<<<<

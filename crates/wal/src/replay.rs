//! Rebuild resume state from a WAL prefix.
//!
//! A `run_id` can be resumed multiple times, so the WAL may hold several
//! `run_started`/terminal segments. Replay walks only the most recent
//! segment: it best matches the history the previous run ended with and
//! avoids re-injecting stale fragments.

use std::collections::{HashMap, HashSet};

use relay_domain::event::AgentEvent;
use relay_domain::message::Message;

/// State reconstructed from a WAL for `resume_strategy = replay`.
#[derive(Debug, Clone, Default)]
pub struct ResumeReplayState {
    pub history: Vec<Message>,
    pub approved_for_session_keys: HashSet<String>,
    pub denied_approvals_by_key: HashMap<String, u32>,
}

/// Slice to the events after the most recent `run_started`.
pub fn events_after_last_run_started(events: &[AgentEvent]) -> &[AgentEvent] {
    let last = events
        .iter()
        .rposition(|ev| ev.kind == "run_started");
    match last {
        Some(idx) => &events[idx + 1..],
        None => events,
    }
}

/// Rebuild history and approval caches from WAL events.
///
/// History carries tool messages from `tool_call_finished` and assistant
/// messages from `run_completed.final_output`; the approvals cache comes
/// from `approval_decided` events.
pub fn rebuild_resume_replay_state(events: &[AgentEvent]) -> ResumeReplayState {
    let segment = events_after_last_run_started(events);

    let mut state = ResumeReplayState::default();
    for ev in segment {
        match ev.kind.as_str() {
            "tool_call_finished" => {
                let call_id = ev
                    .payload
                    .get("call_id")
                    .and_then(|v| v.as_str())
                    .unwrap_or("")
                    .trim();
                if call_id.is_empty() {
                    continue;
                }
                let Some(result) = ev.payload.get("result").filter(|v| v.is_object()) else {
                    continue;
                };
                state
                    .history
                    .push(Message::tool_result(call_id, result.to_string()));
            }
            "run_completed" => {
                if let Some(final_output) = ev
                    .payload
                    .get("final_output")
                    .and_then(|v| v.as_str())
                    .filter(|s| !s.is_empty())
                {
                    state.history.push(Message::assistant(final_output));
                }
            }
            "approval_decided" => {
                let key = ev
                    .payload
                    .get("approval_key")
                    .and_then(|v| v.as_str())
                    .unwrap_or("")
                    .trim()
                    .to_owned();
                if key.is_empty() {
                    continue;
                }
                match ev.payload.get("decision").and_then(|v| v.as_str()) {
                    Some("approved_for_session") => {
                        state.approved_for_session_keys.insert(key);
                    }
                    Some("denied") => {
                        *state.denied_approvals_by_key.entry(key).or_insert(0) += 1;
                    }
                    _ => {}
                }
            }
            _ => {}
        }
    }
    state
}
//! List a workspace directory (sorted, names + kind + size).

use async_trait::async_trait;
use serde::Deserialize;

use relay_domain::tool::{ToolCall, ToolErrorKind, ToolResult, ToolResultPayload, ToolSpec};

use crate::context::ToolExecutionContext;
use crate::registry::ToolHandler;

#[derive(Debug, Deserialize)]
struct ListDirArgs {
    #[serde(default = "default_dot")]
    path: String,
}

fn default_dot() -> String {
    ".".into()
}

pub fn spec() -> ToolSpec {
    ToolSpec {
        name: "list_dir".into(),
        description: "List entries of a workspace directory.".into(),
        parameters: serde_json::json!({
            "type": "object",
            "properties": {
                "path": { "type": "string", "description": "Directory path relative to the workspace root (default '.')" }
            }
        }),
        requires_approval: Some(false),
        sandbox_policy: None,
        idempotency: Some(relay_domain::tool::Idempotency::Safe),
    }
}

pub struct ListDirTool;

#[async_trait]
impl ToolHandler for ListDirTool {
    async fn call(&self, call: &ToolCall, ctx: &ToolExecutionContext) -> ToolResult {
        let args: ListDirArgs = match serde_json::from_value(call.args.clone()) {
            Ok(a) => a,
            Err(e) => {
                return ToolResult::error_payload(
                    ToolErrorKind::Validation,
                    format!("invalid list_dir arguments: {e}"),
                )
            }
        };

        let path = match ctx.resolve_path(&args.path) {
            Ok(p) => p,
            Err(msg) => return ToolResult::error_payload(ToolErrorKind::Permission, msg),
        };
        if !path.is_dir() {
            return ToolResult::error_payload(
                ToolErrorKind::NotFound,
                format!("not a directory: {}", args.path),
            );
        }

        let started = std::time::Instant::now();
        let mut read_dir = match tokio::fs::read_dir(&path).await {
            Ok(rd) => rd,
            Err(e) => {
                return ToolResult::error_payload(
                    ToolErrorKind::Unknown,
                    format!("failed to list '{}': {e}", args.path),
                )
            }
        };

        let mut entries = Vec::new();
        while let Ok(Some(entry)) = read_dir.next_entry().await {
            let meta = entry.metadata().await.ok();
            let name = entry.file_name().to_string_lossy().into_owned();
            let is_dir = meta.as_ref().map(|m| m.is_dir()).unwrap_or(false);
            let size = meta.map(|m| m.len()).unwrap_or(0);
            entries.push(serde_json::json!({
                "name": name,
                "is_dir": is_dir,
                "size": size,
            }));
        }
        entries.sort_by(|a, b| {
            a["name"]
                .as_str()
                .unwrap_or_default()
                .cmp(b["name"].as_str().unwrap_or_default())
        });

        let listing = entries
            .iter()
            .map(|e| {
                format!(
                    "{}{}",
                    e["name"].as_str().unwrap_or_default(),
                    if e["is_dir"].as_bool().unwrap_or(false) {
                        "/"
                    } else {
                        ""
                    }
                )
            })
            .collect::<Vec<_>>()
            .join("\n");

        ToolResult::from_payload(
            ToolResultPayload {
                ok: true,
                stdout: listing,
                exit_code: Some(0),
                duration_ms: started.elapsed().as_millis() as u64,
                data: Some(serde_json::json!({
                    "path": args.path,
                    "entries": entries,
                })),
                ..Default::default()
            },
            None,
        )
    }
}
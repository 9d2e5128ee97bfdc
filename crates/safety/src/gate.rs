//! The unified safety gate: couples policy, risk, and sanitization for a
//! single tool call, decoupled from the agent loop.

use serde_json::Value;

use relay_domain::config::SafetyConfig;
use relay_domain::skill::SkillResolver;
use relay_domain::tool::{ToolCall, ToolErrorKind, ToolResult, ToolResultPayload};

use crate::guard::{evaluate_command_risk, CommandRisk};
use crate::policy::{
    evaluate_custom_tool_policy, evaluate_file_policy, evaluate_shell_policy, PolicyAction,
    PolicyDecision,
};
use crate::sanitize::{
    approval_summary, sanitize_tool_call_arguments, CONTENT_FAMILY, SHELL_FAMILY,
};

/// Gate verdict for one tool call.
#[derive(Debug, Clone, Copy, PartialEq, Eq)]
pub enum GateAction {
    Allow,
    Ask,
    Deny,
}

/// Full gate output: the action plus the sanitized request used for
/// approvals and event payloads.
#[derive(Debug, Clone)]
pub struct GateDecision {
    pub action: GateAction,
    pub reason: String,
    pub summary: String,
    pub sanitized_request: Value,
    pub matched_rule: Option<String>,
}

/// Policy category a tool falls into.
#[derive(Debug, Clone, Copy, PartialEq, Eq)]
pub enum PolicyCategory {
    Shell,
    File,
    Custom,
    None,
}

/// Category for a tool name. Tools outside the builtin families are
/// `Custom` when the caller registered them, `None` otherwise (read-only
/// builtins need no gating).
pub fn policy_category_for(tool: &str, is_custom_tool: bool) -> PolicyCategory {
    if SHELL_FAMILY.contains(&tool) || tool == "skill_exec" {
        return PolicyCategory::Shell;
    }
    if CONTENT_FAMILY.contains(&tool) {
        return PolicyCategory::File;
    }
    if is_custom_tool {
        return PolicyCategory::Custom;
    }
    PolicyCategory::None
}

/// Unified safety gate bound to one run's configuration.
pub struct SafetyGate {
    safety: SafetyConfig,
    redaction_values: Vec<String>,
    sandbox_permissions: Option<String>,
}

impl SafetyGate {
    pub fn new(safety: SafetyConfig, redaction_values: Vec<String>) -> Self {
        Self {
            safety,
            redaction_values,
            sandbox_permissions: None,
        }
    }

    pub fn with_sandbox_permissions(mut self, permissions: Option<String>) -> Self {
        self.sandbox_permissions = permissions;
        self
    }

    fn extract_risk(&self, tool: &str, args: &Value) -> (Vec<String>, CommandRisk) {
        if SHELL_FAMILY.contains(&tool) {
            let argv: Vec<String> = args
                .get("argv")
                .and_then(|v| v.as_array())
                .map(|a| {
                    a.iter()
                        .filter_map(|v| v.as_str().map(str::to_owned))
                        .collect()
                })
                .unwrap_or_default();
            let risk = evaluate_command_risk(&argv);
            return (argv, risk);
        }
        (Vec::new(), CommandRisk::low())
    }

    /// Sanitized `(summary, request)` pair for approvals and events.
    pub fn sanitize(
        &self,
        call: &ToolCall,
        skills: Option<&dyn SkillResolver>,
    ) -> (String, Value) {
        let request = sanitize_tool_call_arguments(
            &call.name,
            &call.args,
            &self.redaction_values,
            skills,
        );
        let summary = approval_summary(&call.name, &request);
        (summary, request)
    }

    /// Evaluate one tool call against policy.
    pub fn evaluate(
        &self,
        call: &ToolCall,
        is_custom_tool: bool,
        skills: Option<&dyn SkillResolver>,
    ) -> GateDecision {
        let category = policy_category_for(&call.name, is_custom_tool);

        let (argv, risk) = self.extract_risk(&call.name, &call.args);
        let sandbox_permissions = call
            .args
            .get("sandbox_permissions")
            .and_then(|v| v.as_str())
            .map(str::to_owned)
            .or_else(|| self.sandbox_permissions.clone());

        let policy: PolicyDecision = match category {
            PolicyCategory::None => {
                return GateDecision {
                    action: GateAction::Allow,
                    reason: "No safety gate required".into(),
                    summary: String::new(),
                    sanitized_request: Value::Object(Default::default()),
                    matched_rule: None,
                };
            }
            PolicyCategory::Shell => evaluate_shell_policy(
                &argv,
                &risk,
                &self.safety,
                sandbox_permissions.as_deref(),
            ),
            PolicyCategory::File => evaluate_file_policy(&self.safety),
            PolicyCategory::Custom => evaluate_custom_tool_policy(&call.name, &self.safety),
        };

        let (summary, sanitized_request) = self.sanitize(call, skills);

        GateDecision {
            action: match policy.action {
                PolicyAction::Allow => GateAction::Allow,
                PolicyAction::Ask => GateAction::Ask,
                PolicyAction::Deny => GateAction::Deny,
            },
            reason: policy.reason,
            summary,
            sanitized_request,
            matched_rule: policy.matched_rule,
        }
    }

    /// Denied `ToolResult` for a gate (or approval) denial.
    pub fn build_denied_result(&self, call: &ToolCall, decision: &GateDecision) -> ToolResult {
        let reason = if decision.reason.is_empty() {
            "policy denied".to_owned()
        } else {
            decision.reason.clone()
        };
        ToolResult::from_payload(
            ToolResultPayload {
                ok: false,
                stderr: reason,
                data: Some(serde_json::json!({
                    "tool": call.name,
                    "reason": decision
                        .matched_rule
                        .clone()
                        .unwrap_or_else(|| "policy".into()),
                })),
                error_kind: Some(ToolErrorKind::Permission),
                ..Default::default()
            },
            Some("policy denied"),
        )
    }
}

>>>>

◆ **Task brief**: Whenever "ToolErrorKind" occurs in a line of the entries, copy that line.

◆ **Exercise solution**:
use relay_domain::tool::{ToolCall, ToolErrorKind, ToolResult, ToolResultPayload, ToolSpec};
                    ToolErrorKind::Validation,
            Err(msg) => return ToolResult::error_payload(ToolErrorKind::Permission, msg),
                ToolErrorKind::NotFound,
                    ToolErrorKind::Unknown,
use relay_domain::tool::{ToolCall, ToolErrorKind, ToolResult, ToolResultPayload};
                error_kind: Some(ToolErrorKind::Permission),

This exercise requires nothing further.